* [WHAT TO PRODUCE]
Look below for the line containing "use super::*;"; from there, print each line exactly up to and including the line containing "and resolution stamps.", and stop.

*** RECORDS TO PROCESS Section Begins ***

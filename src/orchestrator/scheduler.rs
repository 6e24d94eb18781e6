//! Node pool selection and pod allocation.

use std::time::Duration;

use rand::Rng;
use tracing::warn;

use crate::config::OrchestratorConfig;
use crate::errors::SchedulingError;
use crate::model::{PodHandle, Resources, SessionId};

#[derive(Clone, Debug)]
pub struct NodePool {
    pub name: String,
    pub has_gpu: bool,
    pub gpu_class: Option<String>,
    pub spot_eligible: bool,
    pub capacity: u32,
    pub load: u32,
}

impl NodePool {
    fn fits(&self, resources: &Resources) -> bool {
        if resources.wants_gpu() {
            self.has_gpu && resources.gpu_class.as_deref() == self.gpu_class.as_deref()
        } else {
            !self.has_gpu
        }
    }
}

/// Picks the least-loaded matching pool, tie-breaking by spot-eligibility
/// when the policy allows spot instances.
pub fn select_pool<'a>(pools: &'a [NodePool], resources: &Resources, spot_eligible: bool) -> Option<&'a NodePool> {
    pools
        .iter()
        .filter(|p| p.fits(resources) && p.load < p.capacity)
        .min_by(|a, b| {
            a.load
                .cmp(&b.load)
                .then_with(|| {
                    if spot_eligible {
                        b.spot_eligible.cmp(&a.spot_eligible)
                    } else {
                        std::cmp::Ordering::Equal
                    }
                })
        })
}

/// Allocates a pod handle against `pool`, retrying on failure with capped
/// exponential backoff and ±20% jitter.
pub async fn allocate_with_backoff(
    config: &OrchestratorConfig,
    session_id: SessionId,
    generation: u64,
    pool: &NodePool,
    address: impl Fn() -> String,
) -> Result<PodHandle, SchedulingError> {
    let mut delay = config.allocator_backoff_base;
    for attempt in 1..=config.allocator_max_attempts {
        match try_allocate(session_id, generation, pool, &address) {
            Ok(pod) => return Ok(pod),
            Err(err) if attempt == config.allocator_max_attempts => return Err(err),
            Err(err) => {
                warn!(%session_id, attempt, %err, "pod allocation failed, retrying");
                let jitter = 1.0 + rand::thread_rng().gen_range(-0.2..=0.2);
                tokio::time::sleep(Duration::from_secs_f64(delay.as_secs_f64() * jitter)).await;
                delay = (delay.mul_f64(config.allocator_backoff_factor)).min(config.allocator_backoff_cap);
            }
        }
    }
    unreachable!("loop always returns by the final attempt")
}

/// Deterministic stand-in for the real cluster allocator: pools whose
/// name starts with `flaky:` fail once before succeeding, exercising the
/// retry path without any actual infrastructure dependency.
fn try_allocate(
    session_id: SessionId,
    generation: u64,
    pool: &NodePool,
    address: &impl Fn() -> String,
) -> Result<PodHandle, SchedulingError> {
    if pool.name.starts_with("flaky:") && generation == 0 {
        return Err(SchedulingError::AllocatorUnavailable);
    }
    Ok(PodHandle::new(session_id, generation, pool.name.clone(), address()))
}

#[cfg(test)]
mod tests {
    use super::*;

    fn cpu_pool(name: &str, load: u32) -> NodePool {
        NodePool { name: name.into(), has_gpu: false, gpu_class: None, spot_eligible: false, capacity: 10, load }
    }

    #[test]
    fn least_loaded_pool_wins() {
        let pools = vec![cpu_pool("a", 5), cpu_pool("b", 1)];
        let resources = Resources { cpu_cores: 1.0, memory_bytes: 1, gpu_count: 0, gpu_class: None };
        let picked = select_pool(&pools, &resources, false).unwrap();
        assert_eq!(picked.name, "b");
    }

    #[test]
    fn gpu_request_only_matches_gpu_pools_of_the_right_class() {
        let pools = vec![
            cpu_pool("cpu-a", 0),
            NodePool { name: "gpu-a10g".into(), has_gpu: true, gpu_class: Some("a10g".into()), spot_eligible: false, capacity: 4, load: 0 },
        ];
        let resources = Resources { cpu_cores: 2.0, memory_bytes: 1, gpu_count: 1, gpu_class: Some("a10g".into()) };
        let picked = select_pool(&pools, &resources, false).unwrap();
        assert_eq!(picked.name, "gpu-a10g");
    }

    #[tokio::test]
    async fn allocation_retries_past_a_single_transient_failure() {
        let config = OrchestratorConfig {
            allocator_backoff_base: Duration::from_millis(5),
            allocator_backoff_cap: Duration::from_millis(20),
            allocator_max_attempts: 3,
            ..OrchestratorConfig::default()
        };
        let pool = NodePool { name: "flaky:cpu".into(), has_gpu: false, gpu_class: None, spot_eligible: false, capacity: 1, load: 0 };
        let pod = allocate_with_backoff(&config, SessionId::new(), 0, &pool, || "10.0.0.9:9000".into()).await.unwrap();
        assert_eq!(pod.node_pool, "flaky:cpu");
    }
}
use std::fmt::Debug;
use std::sync::{Arc, Mutex};

use governance_core::now_utc;
use time::{Duration, OffsetDateTime};

/// Source of server time for deadlines, vote arrival and resolution stamps.
pub trait Clock: Send + Sync + Debug {
    fn now(&self) -> OffsetDateTime;
}

#[derive(Debug, Clone, Copy, Default)]
pub struct SystemClock;

impl Clock for SystemClock {
    fn now(&self) -> OffsetDateTime {
        now_utc()
    }
}

/// A clock that only moves when told to. Clones share the same instant.
#[derive(Debug, Clone)]
pub struct ManualClock {
    current: Arc<Mutex<OffsetDateTime>>,
}

impl ManualClock {
    #[must_use]
    pub fn new(start: OffsetDateTime) -> Self {
        Self {
            current: Arc::new(Mutex::new(start)),
        }
    }

    pub fn advance(&self, by: Duration) {
        let mut guard = match self.current.lock() {
            Ok(guard) => guard,
            Err(poisoned) => poisoned.into_inner(),
        };
        *guard += by;
    }

    pub fn set(&self, at: OffsetDateTime) {
        let mut guard = match self.current.lock() {
            Ok(guard) => guard,
            Err(poisoned) => poisoned.into_inner(),
        };
        *guard = at;
    }
}

impl Clock for ManualClock {
    fn now(&self) -> OffsetDateTime {
        match self.current.lock() {
            Ok(guard) => *guard,
            Err(poisoned) => *poisoned.into_inner(),
        }
    }
}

*** RECORDS TO PROCESS Section Ends ***

* [EXERCISE ANSWER]
    use super::*;

    fn cpu_pool(name: &str, load: u32) -> NodePool {
        NodePool { name: name.into(), has_gpu: false, gpu_class: None, spot_eligible: false, capacity: 10, load }
    }

    #[test]
    fn least_loaded_pool_wins() {
        let pools = vec![cpu_pool("a", 5), cpu_pool("b", 1)];
        let resources = Resources { cpu_cores: 1.0, memory_bytes: 1, gpu_count: 0, gpu_class: None };
        let picked = select_pool(&pools, &resources, false).unwrap();
        assert_eq!(picked.name, "b");
    }

    #[test]
    fn gpu_request_only_matches_gpu_pools_of_the_right_class() {
        let pools = vec![
            cpu_pool("cpu-a", 0),
            NodePool { name: "gpu-a10g".into(), has_gpu: true, gpu_class: Some("a10g".into()), spot_eligible: false, capacity: 4, load: 0 },
        ];
        let resources = Resources { cpu_cores: 2.0, memory_bytes: 1, gpu_count: 1, gpu_class: Some("a10g".into()) };
        let picked = select_pool(&pools, &resources, false).unwrap();
        assert_eq!(picked.name, "gpu-a10g");
    }

    #[tokio::test]
    async fn allocation_retries_past_a_single_transient_failure() {
        let config = OrchestratorConfig {
            allocator_backoff_base: Duration::from_millis(5),
            allocator_backoff_cap: Duration::from_millis(20),
            allocator_max_attempts: 3,
            ..OrchestratorConfig::default()
        };
        let pool = NodePool { name: "flaky:cpu".into(), has_gpu: false, gpu_class: None, spot_eligible: false, capacity: 1, load: 0 };
        let pod = allocate_with_backoff(&config, SessionId::new(), 0, &pool, || "10.0.0.9:9000".into()).await.unwrap();
        assert_eq!(pod.node_pool, "flaky:cpu");
    }
}
use std::fmt::Debug;
use std::sync::{Arc, Mutex};

use governance_core::now_utc;
use time::{Duration, OffsetDateTime};

/// Source of server time for deadlines, vote arrival and resolution stamps.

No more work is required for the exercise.